Li Shutong lui jeta un coup d'œil : « Il y a aussi ceux qui disent vouloir battre leurs fils. Ils disent qu'il existe un vieux proverbe dans votre monde : "Qui aime bien châtie bien." »
Qing Chen : "???"
Mais qui diable a raconté ça à Li Shutong ?!
Qing Chen réfléchit un instant : « Ce voyageur temporel… quel est son nom ? »
Li Shutong resta silencieux un instant : « Tu comptes retourner dans le monde réel et le tuer ? »
« Ce n'est pas impossible. »
« Au fait, » dit Li Shutong, « il a été confirmé que Liu Dezhu est devenu un Éveilleur. Pouvez-vous confirmer qu'il s'est déjà soumis ? Si vous ne pouvez pas le confirmer, j'ordonnerai à Lin Xiaoxiao et Ye Wan de s'en débarrasser au plus vite. Après tout, le niveau global du monde de la surface est encore très bas. Un tel Éveilleur vous causera des problèmes à son retour. »
« Inutile de s’en débarrasser ; il a déjà gagné », dit Qingchen en secouant la tête. « Maître, même s’il n’avait pas réussi à gagner, je ne devrais pas le tuer pour une chose pareille. »

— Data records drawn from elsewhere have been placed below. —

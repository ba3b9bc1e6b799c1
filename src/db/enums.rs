use diesel::backend::Backend;
use diesel::deserialize::{self, FromSql};
use diesel::pg::Pg;
use diesel::serialize::{self, IsNull, Output, ToSql};
use diesel::sql_types::Text;
use diesel::{AsExpression, FromSqlRow};
use serde::{Deserialize, Serialize};
use std::io::Write;

#[derive(Debug, Clone, Copy, PartialEq, Eq, Serialize, Deserialize, AsExpression, FromSqlRow)]
#[diesel(sql_type = Text)]
#[serde(rename_all = "lowercase")]
pub enum BoardType {
    Public,
    Private,
}

impl BoardType {
    pub fn as_str(&self) -> &'static str {
        match self {
            BoardType::Public => "public",
            BoardType::Private => "private",
        }
    }
}

impl FromSql<Text, Pg> for BoardType {
    fn from_sql(bytes: <Pg as Backend>::RawValue<'_>) -> deserialize::Result<Self> {
        let s = <String as FromSql<Text, Pg>>::from_sql(bytes)?;
        match s.as_str() {
            "public" => Ok(BoardType::Public),
            "private" => Ok(BoardType::Private),
            _ => Err("Unrecognized enum variant".into()),
        }
    }
}

impl ToSql<Text, Pg> for BoardType {
    fn to_sql<'b>(&'b self, out: &mut Output<'b, '_, Pg>) -> serialize::Result {
        out.write_all(self.as_str().as_bytes())?;
        Ok(IsNull::No)
    }
}

#[derive(Debug, Clone, Copy, PartialEq, Eq, Serialize, Deserialize, AsExpression, FromSqlRow)]
#[diesel(sql_type = Text)]
#[serde(rename_all = "lowercase")]
pub enum InvitationStatus {
    Pending,
    Accepted,
    Rejected,
}

impl InvitationStatus {
    pub fn as_str(&self) -> &'static str {
        match self {
            InvitationStatus::Pending => "pending",
            InvitationStatus::Accepted => "accepted",
            InvitationStatus::Rejected => "rejected",
        }
    }
}

impl FromSql<Text, Pg> for InvitationStatus {
    fn from_sql(bytes: <Pg as Backend>::RawValue<'_>) -> deserialize::Result<Self> {
        let s = <String as FromSql<Text, Pg>>::from_sql(bytes)?;
        match s.as_str() {
            "pending" => Ok(InvitationStatus::Pending),
            "accepted" => Ok(InvitationStatus::Accepted),
            "rejected" => Ok(InvitationStatus::Rejected),
            _ => Err("Unrecognized enum variant".into()),
        }
    }
}

impl ToSql<Text, Pg> for InvitationStatus {
    fn to_sql<'b>(&'b self, out: &mut Output<'b, '_, Pg>) -> serialize::Result {
        out.write_all(self.as_str().as_bytes())?;
        Ok(IsNull::No)
    }
}

#[derive(Debug, Clone, Copy, PartialEq, Eq, Serialize, Deserialize, AsExpression, FromSqlRow)]
#[diesel(sql_type = Text)]
#[serde(rename_all = "lowercase")]
pub enum UserRole {
    Client,
    Admin,
}

impl FromSql<Text, Pg> for UserRole {
    fn from_sql(bytes: <Pg as Backend>::RawValue<'_>) -> deserialize::Result<Self> {
        let s = <String as FromSql<Text, Pg>>::from_sql(bytes)?;
        match s.as_str() {
            "client" => Ok(UserRole::Client),
            "admin" => Ok(UserRole::Admin),
            _ => Err("Unrecognized enum variant".into()),
        }
    }
}

impl ToSql<Text, Pg> for UserRole {
    fn to_sql<'b>(&'b self, out: &mut Output<'b, '_, Pg>) -> serialize::Result {
        match *self {
            UserRole::Client => out.write_all(b"client")?,
            UserRole::Admin => out.write_all(b"admin")?,
        }
        Ok(IsNull::No)
    }
}

/// Add/remove toggle used by card member and label updates.
#[derive(Debug, Clone, Copy, PartialEq, Eq, Serialize, Deserialize)]
#[serde(rename_all = "UPPERCASE")]
pub enum MemberAction {
    Add,
    Remove,
}

#[cfg(test)]
mod tests {
    use super::*;

    #[test]
    fn board_type_serde_is_lowercase() {
        let json = serde_json::to_string(&BoardType::Private).unwrap();
        assert_eq!(json, "\"private\"");
        let parsed: BoardType = serde_json::from_str("\"public\"").unwrap();
        assert_eq!(parsed, BoardType::Public);
    }

    #[test]
    fn member_action_serde_is_uppercase() {
        let parsed: MemberAction = serde_json::from_str("\"REMOVE\"").unwrap();
        assert_eq!(parsed, MemberAction::Remove);
        assert!(serde_json::from_str::<MemberAction>("\"remove\"").is_err());
    }
}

« La gentillesse est certainement une bonne chose, mais être trop gentil ne l’est pas », a déclaré Li Shutong.
« Maître, quel est le niveau de Liu Dezhu après son réveil ? » demanda Qingchen.
Note C.
« Niveau C ? » s'exclama Qing Chen, stupéfait. « Il est déjà niveau C ? Comment a-t-il pu passer directement des niveaux F, E et D ? »
«
Le niveau d’un Éveillé progresse par bonds successifs
», réfléchit Li Shutong un instant avant de dire
: «
La libération du potentiel d’un cultivateur est dirigée et lente, mais le chemin est aussi plus stable et plus long. C’est différent pour un Éveillé. Il peut s’éveiller au niveau C et y rester jusqu’à sa mort, car il n’a pas de voie de progression stable. S’il veut continuer à progresser, il ne sait même pas comment faire.
»
Qing Chen se dit que cela semblait vrai. S'il voulait progresser, il pouvait directement développer et accumuler suffisamment de compétences et d'expérience pour surmonter la prochaine épreuve de vie ou de mort.

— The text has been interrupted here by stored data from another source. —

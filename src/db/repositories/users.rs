use chrono::Utc;
use diesel::prelude::*;
use uuid::Uuid;

use crate::db::models::user::{NewUser, User};

pub struct UserRepo;

impl UserRepo {
    pub fn find_by_id(
        conn: &mut PgConnection,
        user_id: Uuid,
    ) -> Result<Option<User>, diesel::result::Error> {
        use crate::schema::users::dsl::*;
        users
            .filter(id.eq(user_id))
            .select(User::as_select())
            .first(conn)
            .optional()
    }

    pub fn find_by_email(
        conn: &mut PgConnection,
        target_email: &str,
    ) -> Result<Option<User>, diesel::result::Error> {
        use crate::schema::users::dsl::*;
        users
            .filter(email.eq(target_email))
            .select(User::as_select())
            .first(conn)
            .optional()
    }

    pub fn find_by_ids(
        conn: &mut PgConnection,
        user_ids: &[Uuid],
    ) -> Result<Vec<User>, diesel::result::Error> {
        use crate::schema::users::dsl::*;
        if user_ids.is_empty() {
            return Ok(Vec::new());
        }
        users
            .filter(id.eq_any(user_ids))
            .select(User::as_select())
            .load(conn)
    }

    pub fn exists_by_email(
        conn: &mut PgConnection,
        target_email: &str,
    ) -> Result<bool, diesel::result::Error> {
        use crate::schema::users::dsl::*;
        diesel::select(diesel::dsl::exists(users.filter(email.eq(target_email))))
            .get_result(conn)
    }

    pub fn exists_by_username(
        conn: &mut PgConnection,
        target_username: &str,
    ) -> Result<bool, diesel::result::Error> {
        use crate::schema::users::dsl::*;
        diesel::select(diesel::dsl::exists(
            users.filter(username.eq(target_username)),
        ))
        .get_result(conn)
    }

    pub fn insert(
        conn: &mut PgConnection,
        new_user: &NewUser,
    ) -> Result<User, diesel::result::Error> {
        diesel::insert_into(crate::schema::users::table)
            .values(new_user)
            .returning(User::as_returning())
            .get_result(conn)
    }

    pub fn activate(
        conn: &mut PgConnection,
        user_id: Uuid,
    ) -> Result<User, diesel::result::Error> {
        use crate::schema::users::dsl::*;
        diesel::update(users.filter(id.eq(user_id)))
            .set((
                is_active.eq(true),
                verify_token.eq(None::<String>),
                updated_at.eq(Utc::now()),
            ))
            .returning(User::as_returning())
            .get_result(conn)
    }

    pub fn update_profile(
        conn: &mut PgConnection,
        user_id: Uuid,
        new_display_name: Option<String>,
        new_password_hash: Option<String>,
    ) -> Result<User, diesel::result::Error> {
        use crate::schema::users::dsl::*;
        conn.transaction(|conn| {
            if let Some(name) = new_display_name {
                diesel::update(users.filter(id.eq(user_id)))
                    .set(display_name.eq(name))
                    .execute(conn)?;
            }
            if let Some(hash) = new_password_hash {
                diesel::update(users.filter(id.eq(user_id)))
                    .set(password_hash.eq(hash))
                    .execute(conn)?;
            }
            diesel::update(users.filter(id.eq(user_id)))
                .set(updated_at.eq(Utc::now()))
                .returning(User::as_returning())
                .get_result(conn)
        })
    }

    pub fn update_avatar(
        conn: &mut PgConnection,
        user_id: Uuid,
        new_avatar: &str,
        new_public_id: &str,
    ) -> Result<User, diesel::result::Error> {
        use crate::schema::users::dsl::*;
        diesel::update(users.filter(id.eq(user_id)))
            .set((
                avatar.eq(Some(new_avatar)),
                avatar_public_id.eq(Some(new_public_id)),
                updated_at.eq(Utc::now()),
            ))
            .returning(User::as_returning())
            .get_result(conn)
    }
}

Mais Liu Dezhu était différent ; il ne pouvait pas vraiment prendre un autre risque sans que sa mère le sache.
Li Shutong soupira : « Il était une fois une famille impitoyable. Dès la naissance de leur benjamin, ils remarquèrent quelque chose d'inhabituel et furent convaincus qu'il deviendrait un surhomme extrêmement puissant. Ils mirent alors au point un plan : ils engagèrent des assassins pour éliminer un membre de la famille à intervalles réguliers. Le benjamin, ignorant tout de ce complot, nourrissait une haine profonde et cherchait le meurtrier. De ce fait, les membres de sa famille moururent les uns après les autres, et il atteignit le rang B en seulement trois ans. Plus tard, il retrouva le meurtrier et découvrit la vérité, mais, incapable de l'accepter, il fut promu au rang A. »
Qingchen se tourna silencieusement vers Li Shutong.

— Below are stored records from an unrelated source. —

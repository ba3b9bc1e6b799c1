use async_trait::async_trait;
use serde::Serialize;

use super::{Email, Mailer};
use crate::error::{AppError, AppResult};

const BREVO_ENDPOINT: &str = "https://api.brevo.com/v3/smtp/email";

pub struct BrevoMailer {
    client: reqwest::Client,
    api_key: String,
    sender_email: String,
    sender_name: String,
}

#[derive(Serialize)]
struct Contact<'a> {
    email: &'a str,
    #[serde(skip_serializing_if = "Option::is_none")]
    name: Option<&'a str>,
}

#[derive(Serialize)]
#[serde(rename_all = "camelCase")]
struct SendRequest<'a> {
    sender: Contact<'a>,
    to: Vec<Contact<'a>>,
    subject: &'a str,
    html_content: &'a str,
}

impl BrevoMailer {
    pub fn new(api_key: String, sender_email: String, sender_name: String) -> Self {
        Self {
            client: reqwest::Client::new(),
            api_key,
            sender_email,
            sender_name,
        }
    }
}

#[async_trait]
impl Mailer for BrevoMailer {
    async fn send(&self, email: Email) -> AppResult<()> {
        let body = SendRequest {
            sender: Contact {
                email: &self.sender_email,
                name: Some(&self.sender_name),
            },
            to: vec![Contact {
                email: &email.to,
                name: None,
            }],
            subject: &email.subject,
            html_content: &email.html,
        };

        let response = self
            .client
            .post(BREVO_ENDPOINT)
            .header("api-key", &self.api_key)
            .json(&body)
            .send()
            .await
            .map_err(|e| AppError::Mail(format!("Brevo request failed: {}", e)))?;

        if !response.status().is_success() {
            let status = response.status();
            let text = response.text().await.unwrap_or_default();
            return Err(AppError::Mail(format!("Brevo returned {}: {}", status, text)));
        }

        tracing::info!(to = %email.to, subject = %email.subject, "Email sent");
        Ok(())
    }
}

Li Shutong a dit : « Pourquoi me regardez-vous comme ça ! Ne me regardez pas soudainement quand je parle de ce genre de choses... Que diriez-vous d'appliquer la règle "qui aime bien châtie bien" ?! »
« Euh, Maître, ne vous méprenez pas. Je n'y ai pas vraiment réfléchi. C'est juste que cette méthode de promotion repose beaucoup sur les faveurs de la famille et des amis », dit Qing Chen. « Y a-t-il des personnes exceptionnellement talentueuses ici ? »
« Oui, il y en a », a déclaré Li Shutong avec émotion. « Certaines personnes sont effectivement exceptionnellement talentueuses. J’ai même vu des gens atteindre le niveau A dès leur réveil. »
« Dans toute l'histoire de la Fédération, quel Éveillé possédait le plus grand talent ? Ou plutôt, je veux savoir à quel point un Éveillé peut être puissant ? » demanda Qing Chen.
« Je connais quelqu'un qui est passé d'une personne ordinaire à un demi-dieu du jour au lendemain », a déclaré Li Shutong.
« Un Éveillé peut atteindre le royaume des demi-dieux en un seul pas ? » s'exclama Qing Chen, stupéfait. « Qui est-ce ? »
Li Shutong sourit et dit : « Tu le découvriras plus tard, car tu le rencontreras forcément. »
Qingchen assimila silencieusement cette information, puis demanda soudain : « Maître, vous voulez que j'aille à l'école parce que vous voulez que je vive encore quelques années insouciantes, n'est-ce pas ? »
« Hmm », répondit calmement Li Shutong, « j’ai bien peur que tu sois toujours sur les nerfs et que tu ne puisses pas profiter des plaisirs de la vie. À ton âge, je n’ai rien fait d’important, mais avec le recul, ce furent les plus beaux moments de ma vie. »
Mais Qingchen secoua la tête : « Maître, je n'ai qu'une demi-journée d'école. Si vous ne me laissez rien faire, je vais devenir fou d'ennui. De plus, je ne peux plus être insouciant. »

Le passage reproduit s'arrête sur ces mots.